TASK ITEM
Output, without any change, the listing below from its opening line up to and including the line with "pub use error::DatabaseError;".

GIVEN INFORMATION

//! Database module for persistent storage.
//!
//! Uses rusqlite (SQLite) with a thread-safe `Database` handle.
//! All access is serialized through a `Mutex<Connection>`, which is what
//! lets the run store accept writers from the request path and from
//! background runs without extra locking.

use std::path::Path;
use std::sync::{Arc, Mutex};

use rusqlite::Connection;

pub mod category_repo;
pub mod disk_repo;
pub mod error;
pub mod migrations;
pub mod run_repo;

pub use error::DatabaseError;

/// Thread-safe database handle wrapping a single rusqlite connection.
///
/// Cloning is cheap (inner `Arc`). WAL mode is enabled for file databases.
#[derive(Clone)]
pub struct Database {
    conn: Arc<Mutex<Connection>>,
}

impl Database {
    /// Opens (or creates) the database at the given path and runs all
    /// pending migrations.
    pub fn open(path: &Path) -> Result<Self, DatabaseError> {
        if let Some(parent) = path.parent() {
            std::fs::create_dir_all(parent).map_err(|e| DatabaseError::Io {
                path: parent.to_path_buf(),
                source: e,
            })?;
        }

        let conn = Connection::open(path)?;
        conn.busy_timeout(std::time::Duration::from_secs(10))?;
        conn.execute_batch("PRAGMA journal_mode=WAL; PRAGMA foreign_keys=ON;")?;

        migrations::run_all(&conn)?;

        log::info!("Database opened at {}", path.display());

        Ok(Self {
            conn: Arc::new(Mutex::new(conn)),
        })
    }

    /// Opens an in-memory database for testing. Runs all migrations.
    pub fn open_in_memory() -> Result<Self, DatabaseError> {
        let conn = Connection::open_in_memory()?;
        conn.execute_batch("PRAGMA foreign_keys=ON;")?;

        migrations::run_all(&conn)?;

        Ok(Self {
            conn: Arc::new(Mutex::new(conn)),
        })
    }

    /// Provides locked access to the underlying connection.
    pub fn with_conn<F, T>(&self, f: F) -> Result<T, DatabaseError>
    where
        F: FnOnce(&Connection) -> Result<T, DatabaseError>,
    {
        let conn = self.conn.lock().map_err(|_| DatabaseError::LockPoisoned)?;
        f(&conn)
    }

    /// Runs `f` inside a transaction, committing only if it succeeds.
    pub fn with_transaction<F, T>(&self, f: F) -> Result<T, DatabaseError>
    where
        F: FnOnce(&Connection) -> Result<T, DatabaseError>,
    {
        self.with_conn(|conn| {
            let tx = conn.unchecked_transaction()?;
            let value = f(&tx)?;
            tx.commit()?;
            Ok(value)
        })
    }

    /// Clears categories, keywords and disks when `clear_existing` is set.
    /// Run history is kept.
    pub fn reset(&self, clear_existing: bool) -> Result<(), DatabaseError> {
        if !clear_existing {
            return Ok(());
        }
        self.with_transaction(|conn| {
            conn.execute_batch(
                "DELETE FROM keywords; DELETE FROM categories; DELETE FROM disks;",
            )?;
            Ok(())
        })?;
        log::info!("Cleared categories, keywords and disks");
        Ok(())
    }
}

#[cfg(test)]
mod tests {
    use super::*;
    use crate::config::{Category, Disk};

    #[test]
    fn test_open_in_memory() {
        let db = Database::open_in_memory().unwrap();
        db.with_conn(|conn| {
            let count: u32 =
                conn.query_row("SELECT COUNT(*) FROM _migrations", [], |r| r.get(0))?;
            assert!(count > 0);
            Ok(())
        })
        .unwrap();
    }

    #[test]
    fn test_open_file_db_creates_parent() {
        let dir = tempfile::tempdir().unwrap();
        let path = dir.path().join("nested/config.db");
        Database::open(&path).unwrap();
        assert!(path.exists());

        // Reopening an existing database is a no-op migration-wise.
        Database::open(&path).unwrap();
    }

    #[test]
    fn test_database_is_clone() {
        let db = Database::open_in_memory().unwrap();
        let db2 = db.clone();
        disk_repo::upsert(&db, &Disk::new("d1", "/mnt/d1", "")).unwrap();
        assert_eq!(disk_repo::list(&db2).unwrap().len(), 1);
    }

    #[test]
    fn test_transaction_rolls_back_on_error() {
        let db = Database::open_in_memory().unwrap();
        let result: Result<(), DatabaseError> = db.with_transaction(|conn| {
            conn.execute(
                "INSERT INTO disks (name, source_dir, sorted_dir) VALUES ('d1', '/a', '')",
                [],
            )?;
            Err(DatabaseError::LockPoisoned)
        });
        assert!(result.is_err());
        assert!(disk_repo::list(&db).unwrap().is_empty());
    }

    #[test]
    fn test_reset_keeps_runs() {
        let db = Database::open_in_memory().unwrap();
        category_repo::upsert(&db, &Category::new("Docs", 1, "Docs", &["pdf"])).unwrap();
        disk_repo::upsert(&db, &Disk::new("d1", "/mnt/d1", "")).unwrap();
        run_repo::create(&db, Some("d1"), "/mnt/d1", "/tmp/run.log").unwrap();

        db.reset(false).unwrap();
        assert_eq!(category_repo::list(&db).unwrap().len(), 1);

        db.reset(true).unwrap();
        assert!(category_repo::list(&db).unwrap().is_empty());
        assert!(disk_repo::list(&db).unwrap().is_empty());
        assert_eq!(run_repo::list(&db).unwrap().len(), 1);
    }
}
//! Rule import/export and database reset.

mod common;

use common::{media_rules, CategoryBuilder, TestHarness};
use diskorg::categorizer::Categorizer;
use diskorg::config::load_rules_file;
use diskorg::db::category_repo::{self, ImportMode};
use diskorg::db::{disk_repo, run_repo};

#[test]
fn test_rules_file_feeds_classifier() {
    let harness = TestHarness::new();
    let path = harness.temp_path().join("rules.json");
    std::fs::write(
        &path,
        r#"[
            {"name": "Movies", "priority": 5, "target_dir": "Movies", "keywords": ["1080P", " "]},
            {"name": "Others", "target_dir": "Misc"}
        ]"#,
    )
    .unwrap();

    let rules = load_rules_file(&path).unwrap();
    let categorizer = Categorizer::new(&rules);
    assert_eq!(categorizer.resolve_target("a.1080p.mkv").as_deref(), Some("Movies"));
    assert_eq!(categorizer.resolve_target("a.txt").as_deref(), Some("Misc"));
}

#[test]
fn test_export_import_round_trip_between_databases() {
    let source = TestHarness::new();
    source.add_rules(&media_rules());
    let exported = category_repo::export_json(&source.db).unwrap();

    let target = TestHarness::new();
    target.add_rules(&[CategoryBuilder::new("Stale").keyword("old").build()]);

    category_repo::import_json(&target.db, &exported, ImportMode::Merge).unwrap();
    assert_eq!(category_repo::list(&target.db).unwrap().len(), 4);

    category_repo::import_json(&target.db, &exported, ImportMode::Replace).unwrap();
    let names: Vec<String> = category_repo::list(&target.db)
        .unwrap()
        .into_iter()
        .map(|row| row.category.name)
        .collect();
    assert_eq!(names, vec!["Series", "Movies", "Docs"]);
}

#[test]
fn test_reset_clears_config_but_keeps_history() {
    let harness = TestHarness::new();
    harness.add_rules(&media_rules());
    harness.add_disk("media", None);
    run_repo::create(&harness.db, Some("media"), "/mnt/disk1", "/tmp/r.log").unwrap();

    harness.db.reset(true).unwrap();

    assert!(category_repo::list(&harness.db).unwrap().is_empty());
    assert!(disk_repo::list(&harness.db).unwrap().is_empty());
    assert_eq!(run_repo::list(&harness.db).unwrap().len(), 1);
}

TASK ANSWER
//! Database module for persistent storage.
//!
//! Uses rusqlite (SQLite) with a thread-safe `Database` handle.
//! All access is serialized through a `Mutex<Connection>`, which is what
//! lets the run store accept writers from the request path and from
//! background runs without extra locking.

use std::path::Path;
use std::sync::{Arc, Mutex};

use rusqlite::Connection;

pub mod category_repo;
pub mod disk_repo;
pub mod error;
pub mod migrations;
pub mod run_repo;

pub use error::DatabaseError;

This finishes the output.